2746. 三十日間 ~⑰スヴァウティヤッシュ『計画』と『解説』、女龍因縁『燻りの親の姿』・ニダの状態

 

『俺が預かっている』―――



 まさかの発言。何よそれ、と声にならない驚きで目を丸くした女龍に、黒いダルナが『そういう顔になるよな』と、何てことなさそうに頷き、イーアンはさすがにちょっと怒った。


「あの、あのねぇ?ケロッと言ってらっしゃるけど、スヴァウティヤッシュ。あなた」


「怒るな。怒ることじゃない。先に聞いた情報が強烈だっただろうから、そうなるのも分かるが」


「怒るな・・・って!だって、大変だったんですよ?!オーリンがどんなに心配し」


「うん。今から話すことは、更に()()()だろう」


 何の宣言しているのっ!!! ふざけた言葉でイーアンが戦慄いて怒鳴り、スヴァウティヤッシュはすぐ、女龍の小さい体を鷲掴みにした。バタバタするイーアンを顔の前に持ってくると『話、聞けよ』と宥める。


「暢気に聞いてられますか!何があったか知らないけど!」


「今から話す、って言ってるだろ?コルステインも同意している」


 コルステインの名が出て、女龍は止まる。ばたつかせていた6翼がピタッと止まったので、ダルナはもう片手で、翼を鎮めるように上から下へ撫で、6翼を畳ませた。

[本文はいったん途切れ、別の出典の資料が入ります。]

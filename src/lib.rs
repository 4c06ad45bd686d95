//! Dense-mode HyperLogLog storage with 4 bits per register.
//!
//! This crate implements the HLL_4 register array used by the dense mode of a
//! HyperLogLog cardinality sketch. Each of the K = 2^lg_config_k registers
//! tracks the maximum value it has ever been offered, compressed into a single
//! nibble by subtracting a moving minimum (`cur_min`). Values that no longer
//! fit the 4-bit window relative to `cur_min` overflow into an open-addressed
//! auxiliary table ([`AuxTable`]).
//!
//! # Coupons
//!
//! A coupon is a 32-bit value encoding both a slot number (26 bits) and a
//! value (6 bits). The slot identifies which register to update, and the value
//! represents the number of leading zeros in the hash plus one.
//!
//! # Collaborators
//!
//! The surrounding sketch (mode promotion, sparse modes, union operators, the
//! composite estimator) lives outside this crate. The update path reports each
//! accepted register transition through an [`EstimatorHook`] so the enclosing
//! sketch can maintain its HIP / kxq accumulators; [`HipEstimator`] is a
//! ready-made implementation.

use std::hash::Hash;

mod array4;
mod aux_table;
mod error;
mod estimator;
mod serialization;

// Re-export public API
pub use array4::{Hll4Array, RegisterIter};
pub use aux_table::{AuxIter, AuxTable, FindResult};
pub use error::{Error, ErrorKind};
pub use estimator::{EstimatorHook, HipEstimator};
pub use serialization::HLL_BYTE_ARR_START;

/// Result type returned by fallible operations in this crate.
pub type Result<T, E = Error> = std::result::Result<T, E>;

const KEY_BITS_26: u32 = 26;
const KEY_MASK_26: u32 = (1 << KEY_BITS_26) - 1;

// Constants
const RESIZE_NUMER: u32 = 3; // Resize at 3/4 = 75% load factor
const RESIZE_DENOM: u32 = 4;

/// Smallest supported register count exponent
pub const MIN_LG_K: u8 = 7;

/// Largest supported register count exponent
pub const MAX_LG_K: u8 = 21;

/// Starting aux table size exponent, indexed by lg_config_k
const LG_AUX_ARR_INTS: [u8; 22] = [
    0, 2, 2, 2, 2, 2, 2, 3, 3, 3, // 0 - 9
    4, 4, 5, 5, 6, 7, 8, 9, 10, 11, // 10 - 19
    12, 13, // 20 - 21
];

/// Extract slot number (low 26 bits) from a coupon or pair word
#[inline]
pub fn get_slot(coupon: u32) -> u32 {
    coupon & KEY_MASK_26
}

/// Extract value (upper 6 bits) from a coupon or pair word
#[inline]
pub fn get_value(coupon: u32) -> u8 {
    (coupon >> KEY_BITS_26) as u8
}

/// Pack slot number and value into a coupon
///
/// Format: [value (6 bits) << 26] | [slot (26 bits)]
#[inline]
pub fn pack_coupon(slot: u32, value: u8) -> u32 {
    ((value as u32) << KEY_BITS_26) | (slot & KEY_MASK_26)
}

/// Hash an item into a coupon with the library-standard murmur3 seed.
pub fn coupon<H: Hash>(v: H) -> u32 {
    const DEFAULT_SEED: u32 = 9001;

    let mut hasher = mur3::Hasher128::with_seed(DEFAULT_SEED);
    v.hash(&mut hasher);
    let (lo, hi) = hasher.finish128();

    let addr26 = lo as u32 & KEY_MASK_26;
    let lz = hi.leading_zeros();
    let capped = lz.min(62);
    let value = capped + 1;

    value << KEY_BITS_26 | addr26
}

#[inline]
fn lg_aux_arr_ints(lg_config_k: u8) -> u8 {
    LG_AUX_ARR_INTS[lg_config_k as usize]
}

/// Smallest aux table exponent that keeps `count` entries under the resize
/// threshold, floored at the starting size for this lg_config_k.
fn compute_lg_arr_ints(count: u32, lg_config_k: u8) -> u8 {
    let mut ceil_pwr2 = count.next_power_of_two();
    if RESIZE_DENOM * count > RESIZE_NUMER * ceil_pwr2 {
        ceil_pwr2 <<= 1;
    }
    let lg = ceil_pwr2.trailing_zeros() as u8;
    lg.max(lg_aux_arr_ints(lg_config_k))
}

(ここ)で話すのも、必要だからだ。地上から離れたこの距離なら、地下の奴らに聞こえようがない」


「・・・サブパメントゥを、もしかして。出し抜くために、ニダを」


「いい勘しているよ」


「ニダは?あなたが預かったとは」


 聞けよと質問を遮り、スヴァウティヤッシュはまず、『計画の経緯』を先に女龍に打ち明ける。


 コルステインとも相談済み、了解済み。そして、今まで自分たちが、誰を追いかけ、その目的はどこにあるのか。


 サブパメントゥの柄がついた、鏃のことも。アイエラダハッド決戦で倒れたフォラヴのことも。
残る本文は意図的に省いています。